Alternatively, you can stay in the heart of Dresden at Altstadt. This area boasts top-notch hotels and proximity to iconic landmarks, ensuring that your sightseeing trips are a mere stone’s throw away from your cozy abode. If you’re looking for more affordable accommodations without compromising on accessibility, check out Äußere Neustadt. It’s a lively hub of pubs, eateries, and artistic scenery.
A great budget option, the Leonardo Hotel has a variety of rooms perfect for both the individual traveller or the entire family. They are even pet friendly, so you can bring your furry adventuring pal along if you so choose. Located just northwest of Old Town on the edge of the Friedrichstadt district and close by to Mitte Station.
The Maritim Hotel is a well reviewed midrange hotel that sits right on the banks of the River Elbe, abut to Old Town. Only an 8-minute walk to Dresden Castle and boasting classic elegance, any traveling couple would be happy to stay at the Maritim Hotel. After some relaxation, you may want to find yourself at the hotel bar or the Restaurant Wintergarten.
How to get there
Dresden Airport (DRS) is the most common way to get into the city. The international airport has direct flights from major European cities like London, Paris, and Frankfurt. From the airport, visitors can take the S2 train or a taxi to reach the city center.

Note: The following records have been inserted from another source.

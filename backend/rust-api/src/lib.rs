use axum::{
    extract::Request,
    http::{header, HeaderValue},
    middleware::{self, Next},
    response::Response,
    routing::{get, post},
    Router,
};
use tower_http::trace::TraceLayer;

pub mod config;
pub mod errors;
pub mod extractors;
pub mod handlers;
pub mod metrics;
pub mod middlewares;
pub mod models;
pub mod services;
pub mod utils;

pub use config::Config;
pub use services::AppState;

/// CSP middleware adds Content-Security-Policy header to all responses
async fn csp_middleware(request: Request, next: Next) -> Response {
    let mut response = next.run(request).await;
    response.headers_mut().insert(
        header::CONTENT_SECURITY_POLICY,
        HeaderValue::from_static(
            "default-src 'self'; \
             script-src 'self' 'unsafe-inline'; \
             style-src 'self' 'unsafe-inline'; \
             img-src 'self' data: https:; \
             connect-src 'self'",
        ),
    );
    response
}

pub fn create_router(app_state: std::sync::Arc<services::AppState>) -> Router {
    Router::new()
        // Public endpoints (no auth required)
        .route("/health", get(handlers::health_check))
        // Metrics endpoint with Basic Auth protection
        .route(
            "/metrics",
            get(handlers::metrics_handler)
                .layer(middleware::from_fn(handlers::metrics_auth_middleware)),
        )
        // Landing page
        .route("/", get(handlers::quiz::landing))
        // Quiz flow
        .nest("/quiz", quiz_routes())
        // Explanation + follow-up chat
        .route(
            "/explanation/{question_id}/{subject_name}",
            get(handlers::explanation::show_explanation),
        )
        .route(
            "/chat/submit/{question_id}/{subject_name}",
            post(handlers::explanation::submit_chat_message),
        )
        .with_state(app_state)
        .layer(middleware::from_fn(csp_middleware)) // Apply CSP to all responses
        .layer(middleware::from_fn(
            middlewares::metrics::metrics_middleware,
        ))
        .layer(TraceLayer::new_for_http())
}

fn quiz_routes() -> Router<std::sync::Arc<services::AppState>> {
    Router::new()
        .route("/home", get(handlers::quiz::quiz_home))
        .route("/start", get(handlers::quiz::start_quiz))
        .route("/questions/{index}", get(handlers::quiz::show_question))
        .route("/answer/{index}", post(handlers::quiz::submit_answer))
        .route("/result", get(handlers::quiz::quiz_result))
}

If you’re more of a train traveler, Dresden has two main railway stations: Dresden Hauptbahnhof (main station) and Dresden-Neustadt station. Both stations have direct connections to German and European cities such as Berlin, Prague, and Vienna. Grab a seat, enjoy the picturesque journey, and you’ll be in Dresden in no time.
Buses offer a budget-friendly alternative when it comes to reaching Dresden. Many long-distance bus companies, such as Flixbus and RegioJet, provide routes that connect the city with others in Germany and Europe.
Approximate travel times:
Best Time to Visit Dresden
As temperatures average around 19 to 24°C (66 to 75°F), the sun is shining and everything is incredibly green, May to September is arguably the loveliest time to visit Dresden. Although the city is at its busiest (and priciest), the warm weather means there are lots of fun events and outdoor activities to enjoy.

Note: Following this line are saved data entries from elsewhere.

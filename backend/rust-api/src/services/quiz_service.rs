use std::collections::HashMap;

use crate::errors::QuizError;
use crate::models::{OptionLetter, Question, QuizSession, ScoredResult, UNANSWERED};

use super::question_store::QuestionStore;

/// Where the quiz goes after an answer is recorded.
#[derive(Debug, Clone, Copy, PartialEq, Eq)]
pub enum Advance {
    Next(usize),
    Completed,
}

/// The session-scoped quiz state machine: sampling, sequencing, answer
/// collection and scoring. Mutates the session record it is handed; the
/// caller persists it.
pub struct QuizService {
    store: QuestionStore,
}

impl QuizService {
    pub fn new(store: QuestionStore) -> Self {
        Self { store }
    }

    /// Starts a fresh quiz over `sample_size` randomly chosen questions.
    /// The returned session replaces any previous one wholesale, so cached
    /// results and conversation state from an earlier quiz are gone.
    pub async fn start(&self, sample_size: usize) -> Result<QuizSession, QuizError> {
        let question_ids = self.store.sample(sample_size).await?;
        tracing::info!(
            "Quiz started with {} questions: {:?}",
            question_ids.len(),
            question_ids
        );
        Ok(QuizSession::new(question_ids))
    }

    /// Question at position `index` plus progress info. An out-of-range
    /// index is a caller bug and propagates, it is never clamped.
    pub async fn show(
        &self,
        session: &QuizSession,
        index: usize,
    ) -> Result<(Question, usize, usize), QuizError> {
        let total = session.total();
        let question_id = *session
            .question_ids
            .get(index)
            .ok_or(QuizError::IndexOutOfRange { index, total })?;

        let question = self.store.get(question_id).await?;
        Ok((question, index, total))
    }

    /// Records the answer (last write wins) and decides where to go next.
    /// The final index transitions the session to completed.
    pub fn submit_answer(
        &self,
        session: &mut QuizSession,
        index: usize,
        question_id: i64,
        letter: OptionLetter,
    ) -> Result<Advance, QuizError> {
        let total = session.total();
        if index >= total {
            return Err(QuizError::IndexOutOfRange { index, total });
        }
        if !session.contains_question(question_id) {
            return Err(QuizError::Validation(format!(
                "question {} is not part of this quiz",
                question_id
            )));
        }

        session.record_answer(question_id, letter);

        if index + 1 == total {
            session.completed = true;
            tracing::info!("Quiz completed with {} answers", session.answers.len());
            Ok(Advance::Completed)
        } else {
            Ok(Advance::Next(index + 1))
        }
    }

    /// Scores the session, caching the result list for reuse (the
    /// explanation flow looks entries up by question id). Tolerant of a
    /// partially answered map: unanswered questions score as incorrect with
    /// the sentinel submitted value.
    pub async fn score(
        &self,
        session: &mut QuizSession,
    ) -> Result<(Vec<ScoredResult>, usize), QuizError> {
        if let Some(cached) = &session.results {
            let correct_count = cached.iter().filter(|r| r.is_correct).count();
            return Ok((cached.clone(), correct_count));
        }

        let mut questions = Vec::with_capacity(session.total());
        for &id in &session.question_ids {
            questions.push(self.store.get(id).await?);
        }

        let (results, correct_count) = score_questions(&questions, &session.answers);

        for result in &results {
            let label = if result.is_correct { "true" } else { "false" };
            crate::metrics::ANSWERS_SCORED_TOTAL
                .with_label_values(&[label])
                .inc();
        }

        session.results = Some(results.clone());
        tracing::info!(
            "Quiz scored: {}/{} correct",
            correct_count,
            session.total()
        );

        Ok((results, correct_count))
    }
}

/// Pure scoring pass over the ordered question list. One entry per
/// question, in sequence order; correctness is exact letter match.
pub fn score_questions(
    questions: &[Question],
    answers: &HashMap<String, OptionLetter>,
) -> (Vec<ScoredResult>, usize) {
    let mut results = Vec::with_capacity(questions.len());
    let mut correct_count = 0;

    for question in questions {
        let submitted = answers.get(&question.id.to_string()).copied();
        let (correct_letter, correct_text) = question.resolve_correct_option();
        let is_correct = submitted == Some(correct_letter);
        if is_correct {
            correct_count += 1;
        }

        results.push(ScoredResult {
            question_id: question.id,
            question_text: question.question_text.clone(),
            submitted_answer: submitted
                .map(|l| l.as_str().to_string())
                .unwrap_or_else(|| UNANSWERED.to_string()),
            correct_letter,
            correct_text: correct_text.to_string(),
            is_correct,
        });
    }

    (results, correct_count)
}
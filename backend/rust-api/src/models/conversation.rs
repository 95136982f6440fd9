use serde::{Deserialize, Serialize};

#[derive(Debug, Clone, Copy, PartialEq, Eq, Serialize, Deserialize)]
#[serde(rename_all = "lowercase")]
pub enum ChatRole {
    System,
    User,
    Assistant,
}

/// One role-tagged turn. Serializes to the `{role, content}` shape the
/// provider's chat-completion endpoint expects, so the stored conversation
/// can be forwarded as-is.
#[derive(Debug, Clone, Serialize, Deserialize)]
pub struct ChatMessage {
    pub role: ChatRole,
    pub content: String,
}

impl ChatMessage {
    pub fn system(content: impl Into<String>) -> Self {
        Self {
            role: ChatRole::System,
            content: content.into(),
        }
    }

    pub fn user(content: impl Into<String>) -> Self {
        Self {
            role: ChatRole::User,
            content: content.into(),
        }
    }

    pub fn assistant(content: impl Into<String>) -> Self {
        Self {
            role: ChatRole::Assistant,
            content: content.into(),
        }
    }
}

/// The message sequence backing one explanation's follow-up chat. Bound to
/// exactly one question within a session; replaced when an explanation is
/// requested for a different question.
#[derive(Debug, Clone, Default, Serialize, Deserialize)]
pub struct Conversation {
    pub messages: Vec<ChatMessage>,
}

impl Conversation {
    pub fn push(&mut self, message: ChatMessage) {
        self.messages.push(message);
    }

    pub fn len(&self) -> usize {
        self.messages.len()
    }

    pub fn is_empty(&self) -> bool {
        self.messages.is_empty()
    }
}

Highlights include the Dixieland Festival – Europe’s largest jazz festival – and the huge Bunte Republik Neustadt street party. You can also take scenic boat trips to the Saxon Switzerland National Park or hike and rock climb about its dramatic formations.
Outside of these months, April and October still see quite a few visitors though the weather is unpredictable. While temperatures hover around 13 to 14°C (55 to 57°F), its winds can also bring sudden cold spells. If warm, the city’s countless parks are nice to wander about thanks to their emerging buds or attractive autumnal colors.
While the rest of the year is very quiet, December sees thousands head to Dresden for the Striezelmarkt; one of Germany’s oldest Christmas markets. Dating to 1434, it is most famed for its tasty Stollen fruitcakes and shining candles that light almost every window in town.